Qué poco me gusta el fútbol de multinacionales. Ese que obliga a repartos discriminatorios de derechos para mantener los estatus, ese que descapitaliza a históricos como el Valencia, que desciende a clásicos como el Espanyol, ese que lleva a la élite a clubes con nombres de bebida energética o que convierten las ligas nacionales en torneos llenos de sparrings.
¿Qué mérito tiene ganar nada cuando en el reparto de cartas te toca por decreto jugar con cuatro ases y todos los comodines? El mérito puede que esté en que la mayoría de los clubes que se plantan en las eliminatorias finales de las competiciones europeas juegan con las mismas cartas, todos tienen cuatro ases y todos los comodines, pero, ¿todos los que llegan ahí lo hacen en las mismas condiciones? ¿Todos?
Todos no, hay un equipo que ha aprendido a jugar con otras cartas y que, a base de experiencia, autoexigencia y dosis infinitas de confianza, se cuela entre tanto mastodonte con el firme propósito de robarles el máximo de protagonismo, el máximo de dinero y, sobre todo, el de quedarse con toda la plata. Es el Sevilla esa pequeña empresa que tiene el respeto de todo el que tiene que enfrentarse a ella. Y ya saben que el Sevilla no desdeña la más mínima batalla. Nunca se rinde.
Celebración del gol antel el Wolves (fuente: vamosmisevillafc.com)Pero el éxito te pone en el mismo escaparate que a estas multinacionales y, como en esa virtual vida financiera, son tus competidores los primeros que se fijan en lo interesante que podría resultar la adquisición de esos inconformistas del sur de Europa.
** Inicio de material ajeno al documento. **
//! Configuration errors surfaced while setting up a controller.
//!
//! The per-tick pipeline never fails. Anything that would make it produce
//! garbage is rejected here instead, before the first simulation tick.

use bevy::prelude::*;
use thiserror::Error;

#[derive(Debug, Error, Clone, PartialEq)]
pub enum LocomotionError {
    #[error("entity {0} has a locomotion controller but no collider")]
    MissingCollider(Entity),

    #[error("entity {0} collider is not a capsule")]
    NotACapsule(Entity),

    #[error("capsule height {height} and radius {radius} do not describe a valid capsule")]
    DegenerateCapsule { height: f32, radius: f32 },

    #[error("contact list reported for body {body} contains non-finite geometry")]
    MalformedContact { body: Entity },
}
Los aficionados del Sevilla comenzamos a oler el pestilente aliento del capital avasallador y todo lo que no tememos sobre el verde lo tememos cuando hablamos de sobres llenos de billetes.
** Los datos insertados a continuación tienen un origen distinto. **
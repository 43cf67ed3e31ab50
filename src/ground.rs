//! Ground classification.
//!
//! Raw contact normals are noisy on edges and corners, so contacts are only
//! used to find *where* the agent touches something. Each candidate point is
//! re-probed with a short downward cast and the probed normal decides whether
//! that spot is walkable.

use bevy::prelude::*;

use crate::backend::GroundProbe;
use crate::collision::ContactPoint;
use crate::config::{CapsuleGeometry, LocomotionConfig};

/// Ground contact state published by the controller.
#[derive(Reflect, Debug, Clone, Copy, PartialEq)]
pub struct GroundState {
    /// Standing on a walkable surface this tick.
    pub grounded: bool,
    /// Normalized sum of all qualifying probe normals; zero while airborne.
    pub normal: Vec3,
    /// Treated as grounded at the end of the previous tick (fudging included).
    pub grounded_last_frame: bool,
}

impl Default for GroundState {
    fn default() -> Self {
        Self {
            grounded: false,
            normal: Vec3::ZERO,
            grounded_last_frame: false,
        }
    }
}

/// Result of one classification pass.
#[derive(Debug, Clone, Copy, PartialEq)]
pub struct GroundClassification {
    pub grounded: bool,
    /// Averaged walking-plane normal, or zero when not grounded.
    pub normal: Vec3,
    /// Number of contact points that qualified.
    pub qualifying: usize,
}

/// Decide whether the agent at `position` stands on walkable ground.
///
/// A contact point qualifies when it lies at or below the origin of the
/// capsule's lower cap sphere *and* a cast from `probe_lift` above it, down
/// over `probe_distance`, finds a surface no steeper than `max_slope_angle`.
pub fn classify_ground<'a>(
    points: impl IntoIterator<Item = &'a ContactPoint>,
    position: Vec3,
    geometry: &CapsuleGeometry,
    config: &LocomotionConfig,
    probe: &(impl GroundProbe + ?Sized),
) -> GroundClassification {
    let foot_level = position.y - geometry.bottom_sphere_offset;

    let mut qualifying = 0;
    let mut normal_sum = Vec3::ZERO;

    for contact in points {
        if contact.position.y > foot_level {
            continue;
        }

        let origin = contact.position + Vec3::Y * config.probe_lift;
        let Some(hit) = probe.cast(origin, Vec3::NEG_Y, config.probe_distance) else {
            continue;
        };

        if hit.is_walkable(Vec3::Y, config.max_slope_angle) {
            qualifying += 1;
            normal_sum += hit.normal;
        }
    }

    let grounded = qualifying > 0;
    let normal = if grounded {
        let normalized = normal_sum.normalize_or_zero();
        if normalized == Vec3::ZERO {
            Vec3::Y
        } else {
            normalized
        }
    } else {
        Vec3::ZERO
    };

    trace!(qualifying, ?normal, "ground classified");

    GroundClassification {
        grounded,
        normal,
        qualifying,
    }
}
El aficionado sevillista, como tantos aficionados de otros muchos equipos, va a estar siempre frente a tal especulación, aunque sepa que poco pueda hacer, o quizás confiando en que pueda hacer algo. El aficionado va a luchar por su club, a sabiendas de que solo la sangre de nuestra sangre puede comprender, de forma verdadera, como el 16 de Antonio Puerta y el 10 de José Antonio Reyes se pueden fundir en un imposible abrazo lleno de las lágrimas de las leyendas, aún corpóreas, de Jesús Navas y Éver Banega.
Porque son esas imágenes, las de la lejana arenga del de San Fernando, cerebro con corazón que encabeza todo esto, la de la voz desgarrada del entrenador marcando el camino, la del banquillo de hooligans lleno de canteranos y dirigidos por los que menos juegan animando como si no hubiese un mañana, la de la celebración de todos los nuevos tras el gol de Ocampos en cuartos, la de la bienvenida al soldado caído, o esta del abrazo imposible de las cuatro leyendas, las que se van a quedar en la retina de los que sentimos igual que ellos.
El Sevilla lucha contra gigantes, en el partido de semifinales casi cae ante el Manchester United de la familia multimillonaria de los Glazer. Pero el equipo resistió y, tras la internada de Navas y el gol de De Jong, jugó como solo los equipos que están acostumbrados a vivir en las alturas saben hacerlo. El United nos dejó con vida y pagó su error. Errores que alguna vez serán al contrario, pero que lo importante es que sucedan, porque significará que el Sevilla seguirá ahí.
Y debe seguir ahí, junto con los pocos clubes hermanos que ya están, y algunos más que deben unirse a ello, para que lo verdadero del fútbol, esa sensación de pertenencia familiar e incondicional, no caiga en el feroz mercantilismo y logre esa cercanía que hace que todos los que forman parte de un club, desde los que ponen la semilla del césped hasta el socio de honor, sepan lo que significa que tu capitán, campeón de todo, derrame lágrimas de alegría por, tan solo, volver a superar una semifinal de la Europa League.